Fergus McCreadie, The Shieling Review
Technical Terrain & Folk Logic in Motion: Fergus McCreadie’s The Shieling
By Sylvannia Garutch
In the cradle of dawn-light on North Uist, a trio gathered around an upright piano, the air dense with peat and ferry-foam, and summoned music that moves like wind through reeds. What we hear on The Shieling is performance and environment made audible by pianist and composer Fergus McCreadie and his bandmates, bassist David Bowden, and drummer Stephen Henderson. The music is informed by the island’s seashell grain, and the snow-blanket over Glen Shiel influences the mood of the musicians.
From the opening strains of “Wayfinder”, the piano’s upright timbre has a direct energy, its decay is shorter, its resonances reveal tiny imperfections, and the way it vibrates the air is different from that of a grand piano. McCreadie uses this acoustic honesty to sculpt lines that shimmer and linger. The piano and studio form the foundational frequency around which the trio uses to express the musical creations.
“Fairfield” is a 6/8 pulse that gives way to a texture where pedal tone becomes the bedrock. One might imagine how the Atlantic wind influenced the open harmonic movement within the trio. The interior voice against the sustained tone evokes a landscape in micro-motion, sea-air layering over stone.
The trio’s conversation throughout the album is less about solo versus accompaniment and more akin to three limbs of one organism. In “Ptarmigan”, Bowden’s double bass and Henderson’s brushwork support, and they interact with McCreadie to build a powerful, expressive statement. Their phrasing shares velocity, pauses sync, and interaction is as much a part of the music as soloing. The effect is that you hear the space being developed clearly as the trio performs with intention.

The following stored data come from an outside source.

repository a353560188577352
//! Semantic validation beyond what the schema types enforce.

use regex::Regex;

use super::{Config, ConfigError};
use crate::files::{compile_glob, split_patterns};

/// Validate a configuration, reporting every problem found.
pub fn validate(config: &Config) -> Result<(), ConfigError> {
    let mut problems = Vec::new();

    if config.settings.concurrency == Some(0) {
        problems.push("settings.concurrency must be at least 1".to_string());
    }
    if config.settings.timeout_secs == 0 {
        problems.push("settings.timeout_secs must be at least 1".to_string());
    }
    for pattern in &config.monorepo.exclude {
        check_glob(&mut problems, "monorepo.exclude", pattern);
    }

    let code = &config.code;
    if code.unused.vulture.min_confidence > 100 {
        problems.push("code.unused.vulture.min_confidence must be between 0 and 100".to_string());
    }

    if code.tests.enabled {
        let patterns = split_patterns(&code.tests.pattern);
        if patterns.is_empty() {
            problems.push("code.tests.pattern must not be empty".to_string());
        }
        for pattern in &patterns {
            check_glob(&mut problems, "code.tests.pattern", pattern);
        }
    }

    for (i, rule) in code.naming.rules.iter().enumerate() {
        if rule.extensions.is_empty() {
            problems.push(format!("code.naming.rules[{}].extensions must not be empty", i));
        }
        for pattern in &rule.exclude {
            check_glob(&mut problems, &format!("code.naming.rules[{}].exclude", i), pattern);
        }
    }

    let disable = &code.quality.disable_comments;
    if let Some(patterns) = &disable.patterns {
        if patterns.iter().any(|p| p.trim().is_empty()) {
            problems.push("code.quality.disable_comments.patterns must not contain empty strings".to_string());
        }
    }
    for pattern in &disable.exclude {
        check_glob(&mut problems, "code.quality.disable_comments.exclude", pattern);
    }

    let process = &config.process;
    if let Some(pattern) = &process.branches.pattern {
        check_regex(&mut problems, "process.branches.pattern", pattern);
    }
    if process.tickets.enabled {
        if process.tickets.pattern.trim().is_empty() {
            problems.push("process.tickets.pattern is required when tickets are enabled".to_string());
        } else {
            check_regex(&mut problems, "process.tickets.pattern", &process.tickets.pattern);
        }
    }
    if let Some(threshold) = process.coverage.min_threshold {
        if !(0.0..=100.0).contains(&threshold) {
            problems.push("process.coverage.min_threshold must be between 0 and 100".to_string());
        }
    }
    if process.backups.enabled && process.backups.bucket.trim().is_empty() {
        problems.push("process.backups.bucket is required when backups are enabled".to_string());
    }

    let tagging = &config.infra.tagging;
    if tagging.enabled && tagging.required.is_empty() && tagging.values.is_empty() {
        problems.push("infra.tagging needs `required` tags or allowed `values`".to_string());
    }

    if problems.is_empty() {
        Ok(())
    } else {
        Err(ConfigError::Invalid(problems))
    }
}

fn check_glob(problems: &mut Vec<String>, key: &str, pattern: &str) {
    if let Err(e) = compile_glob(pattern) {
        problems.push(format!("{}: invalid glob {:?}: {}", key, pattern, e));
    }
}

fn check_regex(problems: &mut Vec<String>, key: &str, pattern: &str) {
    if let Err(e) = Regex::new(pattern) {
        problems.push(format!("{}: invalid regex {:?}: {}", key, pattern, e));
    }
}

#[cfg(test)]
mod tests {
    use crate::config::{parse_str, ConfigError};

    #[test]
    fn test_collects_every_problem() {
        let err = parse_str(
            r#"
[process.branches]
enabled = true
pattern = "feature/(unclosed"

[process.tickets]
enabled = true

[process.coverage]
enabled = true
min_threshold = 140.0
"#,
        )
        .unwrap_err();

        match err {
            ConfigError::Invalid(problems) => {
                assert_eq!(problems.len(), 3, "{:?}", problems);
                assert!(problems[0].contains("process.branches.pattern"));
            }
            other => panic!("unexpected error: {}", other),
        }
    }

    #[test]
    fn test_brace_patterns_are_valid() {
        parse_str(
            "[code.tests]\nenabled = true\npattern = \"**/*.{test,spec}.ts,**/test_*.py\"\n",
        )
        .unwrap();
    }
}
use rusqlite::OptionalExtension;
use serde_json::json;

use crate::ipc::error::ok;
use crate::ipc::helpers::{
    decode_base64_limited, encode_base64, get_required_str, HandlerErr,
};
use crate::ipc::types::{AppState, Request};
use crate::policy::{authorize, Action, AuthSubject, Resource};

const MAX_PROFILE_IMAGE_BYTES: usize = 2 * 1024 * 1024;

fn get_profile(
    state: &AppState,
    params: &serde_json::Value,
    subject: &AuthSubject,
) -> Result<serde_json::Value, HandlerErr> {
    let conn = state.db.as_ref().ok_or_else(HandlerErr::no_workspace)?;
    let email = get_required_str(params, "email")?;
    authorize(subject, Resource::StudentRecord { email: &email }, Action::Read)?;

    let row = conn
        .query_row(
            "SELECT email, name, course, branch, semester, year, roll_no,
                university_id, enrollment_date, contact_number, dob, gender,
                address, profile_image
             FROM students WHERE email = ?",
            [&email],
            |r| {
                let image: Option<Vec<u8>> = r.get(13)?;
                Ok(json!({
                    "email": r.get::<_, String>(0)?,
                    "name": r.get::<_, String>(1)?,
                    "course": r.get::<_, String>(2)?,
                    "branch": r.get::<_, String>(3)?,
                    "semester": r.get::<_, i64>(4)?,
                    "year": r.get::<_, i64>(5)?,
                    "rollNo": r.get::<_, String>(6)?,
                    "universityId": r.get::<_, String>(7)?,
                    "enrollmentDate": r.get::<_, String>(8)?,
                    "contactNumber": r.get::<_, String>(9)?,
                    "dob": r.get::<_, String>(10)?,
                    "gender": r.get::<_, Option<String>>(11)?,
                    "address": r.get::<_, Option<String>>(12)?,
                    "profileImageBase64": image.map(|b| encode_base64(&b))
                }))
            },
        )
        .optional()
        .map_err(HandlerErr::db_query)?;
    row.map(|student| json!({ "student": student }))
        .ok_or_else(|| HandlerErr::not_found("student not found"))
}

fn set_profile_image(
    state: &AppState,
    params: &serde_json::Value,
    subject: &AuthSubject,
) -> Result<serde_json::Value, HandlerErr> {
    let conn = state.db.as_ref().ok_or_else(HandlerErr::no_workspace)?;
    let email = get_required_str(params, "email")?;
    authorize(subject, Resource::StudentRecord { email: &email }, Action::Write)?;

    let data = get_required_str(params, "imageBase64")?;
    let bytes = decode_base64_limited(&data, MAX_PROFILE_IMAGE_BYTES, "profile image")?;

    let changed = conn
        .execute(
            "UPDATE students SET profile_image = ?, updated_at = ? WHERE email = ?",
            (&bytes, &chrono::Utc::now().to_rfc3339(), &email),
        )
        .map_err(|e| HandlerErr::db_update(e, "students"))?;
    if changed == 0 {
        return Err(HandlerErr::not_found("student not found"));
    }
    Ok(json!({ "email": email, "imageBytes": bytes.len() }))
}

pub fn try_handle(
    state: &mut AppState,
    req: &Request,
    subject: &AuthSubject,
) -> Option<serde_json::Value> {
    let result = match req.method.as_str() {
        "students.getProfile" => get_profile(state, &req.params, subject),
        "students.setProfileImage" => set_profile_image(state, &req.params, subject),
        _ => return None,
    };
    Some(match result {
        Ok(result) => ok(&req.id, result),
        Err(e) => e.response(&req.id),
    })
}
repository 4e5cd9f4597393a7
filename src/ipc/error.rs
use serde_json::json;

pub fn ok(id: &str, result: serde_json::Value) -> serde_json::Value {
    json!({
        "id": id,
        "ok": true,
        "result": result
    })
}

pub fn err(
    id: &str,
    code: &str,
    message: impl Into<String>,
    details: Option<serde_json::Value>,
) -> serde_json::Value {
    let mut error = json!({
        "code": code,
        "message": message.into(),
    });
    if let Some(d) = details {
        error["details"] = d;
    }
    json!({
        "id": id,
        "ok": false,
        "error": error,
    })
}
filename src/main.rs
mod auth;
mod db;
mod idgen;
mod ipc;
mod policy;
mod stats;

use std::io::{self, BufRead, Write};

fn main() {
    // Diagnostics go to stderr; stdout carries the response protocol only.
    tracing_subscriber::fmt()
        .with_env_filter(
            tracing_subscriber::EnvFilter::try_from_default_env()
                .unwrap_or_else(|_| tracing_subscriber::EnvFilter::new("campusd=info")),
        )
        .with_writer(io::stderr)
        .init();

    let mut state = ipc::AppState {
        workspace: None,
        db: None,
        identity: None,
    };

    let stdin = io::stdin();
    let mut stdout = io::stdout();

    for line in stdin.lock().lines() {
        let line = match line {
            Ok(v) => v,
            Err(_) => break,
        };
        if line.trim().is_empty() {
            continue;
        }

        let req: ipc::Request = match serde_json::from_str(&line) {
            Ok(v) => v,
            Err(e) => {
                // Can't reply without id; ignore.
                let _ = writeln!(
                    stdout,
                    "{{\"ok\":false,\"error\":{{\"code\":\"bad_json\",\"message\":\"{}\"}}}}",
                    e
                );
                let _ = stdout.flush();
                continue;
            }
        };

        tracing::debug!(method = %req.method, id = %req.id, "dispatch");
        let resp = ipc::handle_request(&mut state, req);
        let _ = writeln!(
            stdout,
            "{}",
            serde_json::to_string(&resp).unwrap_or_else(|_| "{\"ok\":false}".to_string())
        );
        let _ = stdout.flush();
    }
}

Bagpipes appear as a theme in “The Orange Skyline.”. The drone returns, chords spread like dusk-light across the ear as McCreadie ends the album with a calm clarity into twilight. The final chord lingers, letting the piano and studio have the last say.
Across the album, motifs unfold like Celtic dances refracted through modern jazz prisms. In “Climb Through Pinewood”, the reel-derived rhythmic cell underpins layers of asymmetric phrasing. Each phrase overlaps and slides, a small architecture of rhythm and harmony. McCreadie articulates his lines by building folk patterns, then collapsing them into Irish jazz embellishments.
“Windshelter” presents another facet of the trio’s language with its arpeggiated figures that ascend and hover. The piano becomes a voice of multiple layers, the trio creates a shimmering surround of harmonic fields and counterpoint textures.
Recorded in a remote cottage with a square-foot piano crowded into a two-inch margin, the album embodies a close-knit inspiration. The room’s narrowness tightens micro-dynamics; the air responds to the piano’s decay. You hear wood, you hear the room. This intimacy invites the listener to inhabit the journey with the trio.
To listen to The Shieling is to embark on a musical pilgrimage. At every turn, the trio asks a question. For example, how quiet can the pedal tone be and still hold the space? How slow can the reel-pulse be and yet still drive? How much silence can breathe between lines? The answer emerges in the acoustic interplay between the players and the composition paired with improvisation. Let this record be your opportunity to plug into the sound of wind over sea, piano strings resonating in a cottage, three musicians listening as if the environment itself supplied the next musical idea.